------ RECORDS SHOWN

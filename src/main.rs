//! Pet Store - REST backend for a pet-store application
//!
//! Binary entry point: wires configuration, the cache backend and the
//! router together and serves until a shutdown signal arrives.

use std::net::SocketAddr;
use std::sync::Arc;

use anyhow::Context;
use tokio::signal;
use tokio::task::JoinHandle;
use tracing::{info, warn};
use tracing_subscriber::{layer::SubscriberExt, util::SubscriberInitExt};

use pet_store::api::{create_router, AppState};
use pet_store::cache::{CacheBackend, MemoryCache, RedisCache};
use pet_store::config::Config;
use pet_store::tasks::spawn_cleanup_task;

/// Main entry point for the pet store server.
///
/// # Startup Sequence
/// 1. Load `.env` and initialize tracing
/// 2. Load configuration from environment variables
/// 3. Connect the cache backend (Redis, or in-memory with a sweep task)
/// 4. Build services and the Axum router
/// 5. Serve on the configured port
/// 6. Handle graceful shutdown on SIGINT/SIGTERM
#[tokio::main]
async fn main() -> anyhow::Result<()> {
    dotenvy::dotenv().ok();

    // Defaults to "info" level, can be overridden with RUST_LOG env var
    tracing_subscriber::registry()
        .with(
            tracing_subscriber::EnvFilter::try_from_default_env()
                .unwrap_or_else(|_| "pet_store=info,tower_http=info".into()),
        )
        .with(tracing_subscriber::fmt::layer())
        .init();

    info!("Starting Pet Store server");

    let config = Config::from_env();
    info!(
        "Configuration loaded: port={}, cache_ttl={}s, token_ttl={}h, upload_dir={}",
        config.server_port,
        config.cache_ttl,
        config.token_ttl_hours,
        config.upload_dir.display()
    );

    let (cache, cleanup_handle): (Arc<dyn CacheBackend>, Option<JoinHandle<()>>) =
        match &config.redis_url {
            Some(url) => {
                let redis = RedisCache::connect(url)
                    .await
                    .context("Failed to initialize Redis cache")?;
                info!("Cache backend: redis");
                (Arc::new(redis), None)
            }
            None => {
                let memory = MemoryCache::new();
                let handle = spawn_cleanup_task(memory.store(), config.cleanup_interval);
                info!("Cache backend: in-memory");
                (Arc::new(memory), Some(handle))
            }
        };

    tokio::fs::create_dir_all(&config.upload_dir)
        .await
        .with_context(|| format!("Failed to create {}", config.upload_dir.display()))?;

    let state = AppState::in_memory(cache, &config);
    let app = create_router(state);

    let addr = SocketAddr::from(([0, 0, 0, 0], config.server_port));
    let listener = tokio::net::TcpListener::bind(addr)
        .await
        .with_context(|| format!("Failed to bind {}", addr))?;
    info!("Server listening on http://{}", addr);

    axum::serve(
        listener,
        app.into_make_service_with_connect_info::<SocketAddr>(),
    )
        .with_graceful_shutdown(shutdown_signal(cleanup_handle))
        .await
        .context("Server error")?;

    info!("Server shutdown complete");
    Ok(())
}

/// Waits for shutdown signal (Ctrl+C or SIGTERM).
///
/// On shutdown signal, aborts the cleanup task and allows graceful shutdown.
async fn shutdown_signal(cleanup_handle: Option<JoinHandle<()>>) {
    let ctrl_c = async {
        signal::ctrl_c()
            .await
            .expect("Failed to install Ctrl+C handler");
    };

    #[cfg(unix)]
    let terminate = async {
        signal::unix::signal(signal::unix::SignalKind::terminate())
            .expect("Failed to install SIGTERM handler")
            .recv()
            .await;
    };

    #[cfg(not(unix))]
    let terminate = std::future::pending::<()>();

    tokio::select! {
        _ = ctrl_c => {
            info!("Received Ctrl+C, initiating shutdown...");
        }
        _ = terminate => {
            info!("Received SIGTERM, initiating shutdown...");
        }
    }

    if let Some(handle) = cleanup_handle {
        handle.abort();
        warn!("Cleanup task aborted");
    }
}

------------

## DIRECTIONS
This exercise needs each record retyped exactly as shown.

## RESPONSE BELOW
filename src/main.rs
//! Pet Store - REST backend for a pet-store application
//!
//! Binary entry point: wires configuration, the cache backend and the
//! router together and serves until a shutdown signal arrives.

use std::net::SocketAddr;
use std::sync::Arc;

use anyhow::Context;
use tokio::signal;
use tokio::task::JoinHandle;
use tracing::{info, warn};
use tracing_subscriber::{layer::SubscriberExt, util::SubscriberInitExt};

use pet_store::api::{create_router, AppState};
use pet_store::cache::{CacheBackend, MemoryCache, RedisCache};
use pet_store::config::Config;
use pet_store::tasks::spawn_cleanup_task;

/// Main entry point for the pet store server.
///
/// # Startup Sequence
/// 1. Load `.env` and initialize tracing
/// 2. Load configuration from environment variables
/// 3. Connect the cache backend (Redis, or in-memory with a sweep task)
/// 4. Build services and the Axum router
/// 5. Serve on the configured port
/// 6. Handle graceful shutdown on SIGINT/SIGTERM
#[tokio::main]
async fn main() -> anyhow::Result<()> {
    dotenvy::dotenv().ok();

    // Defaults to "info" level, can be overridden with RUST_LOG env var
    tracing_subscriber::registry()
        .with(
            tracing_subscriber::EnvFilter::try_from_default_env()
                .unwrap_or_else(|_| "pet_store=info,tower_http=info".into()),
        )
        .with(tracing_subscriber::fmt::layer())
        .init();

    info!("Starting Pet Store server");

    let config = Config::from_env();
    info!(
        "Configuration loaded: port={}, cache_ttl={}s, token_ttl={}h, upload_dir={}",
        config.server_port,
        config.cache_ttl,
        config.token_ttl_hours,
        config.upload_dir.display()
    );

    let (cache, cleanup_handle): (Arc<dyn CacheBackend>, Option<JoinHandle<()>>) =
        match &config.redis_url {
            Some(url) => {
                let redis = RedisCache::connect(url)
                    .await
                    .context("Failed to initialize Redis cache")?;
                info!("Cache backend: redis");
                (Arc::new(redis), None)
            }
            None => {
                let memory = MemoryCache::new();
                let handle = spawn_cleanup_task(memory.store(), config.cleanup_interval);
                info!("Cache backend: in-memory");
                (Arc::new(memory), Some(handle))
            }
        };

    tokio::fs::create_dir_all(&config.upload_dir)
        .await
        .with_context(|| format!("Failed to create {}", config.upload_dir.display()))?;

    let state = AppState::in_memory(cache, &config);
    let app = create_router(state);

    let addr = SocketAddr::from(([0, 0, 0, 0], config.server_port));
    let listener = tokio::net::TcpListener::bind(addr)
        .await
        .with_context(|| format!("Failed to bind {}", addr))?;
    info!("Server listening on http://{}", addr);

    axum::serve(
        listener,
        app.into_make_service_with_connect_info::<SocketAddr>(),
    )
        .with_graceful_shutdown(shutdown_signal(cleanup_handle))
        .await
        .context("Server error")?;

    info!("Server shutdown complete");
    Ok(())
}

/// Waits for shutdown signal (Ctrl+C or SIGTERM).
///
/// On shutdown signal, aborts the cleanup task and allows graceful shutdown.
async fn shutdown_signal(cleanup_handle: Option<JoinHandle<()>>) {
    let ctrl_c = async {
        signal::ctrl_c()
            .await
            .expect("Failed to install Ctrl+C handler");
    };

    #[cfg(unix)]
    let terminate = async {
        signal::unix::signal(signal::unix::SignalKind::terminate())
            .expect("Failed to install SIGTERM handler")
            .recv()
            .await;
    };

    #[cfg(not(unix))]
    let terminate = std::future::pending::<()>();

    tokio::select! {
        _ = ctrl_c => {
            info!("Received Ctrl+C, initiating shutdown...");
        }
        _ = terminate => {
            info!("Received SIGTERM, initiating shutdown...");
        }
    }

    if let Some(handle) = cleanup_handle {
        handle.abort();
        warn!("Cleanup task aborted");
    }
}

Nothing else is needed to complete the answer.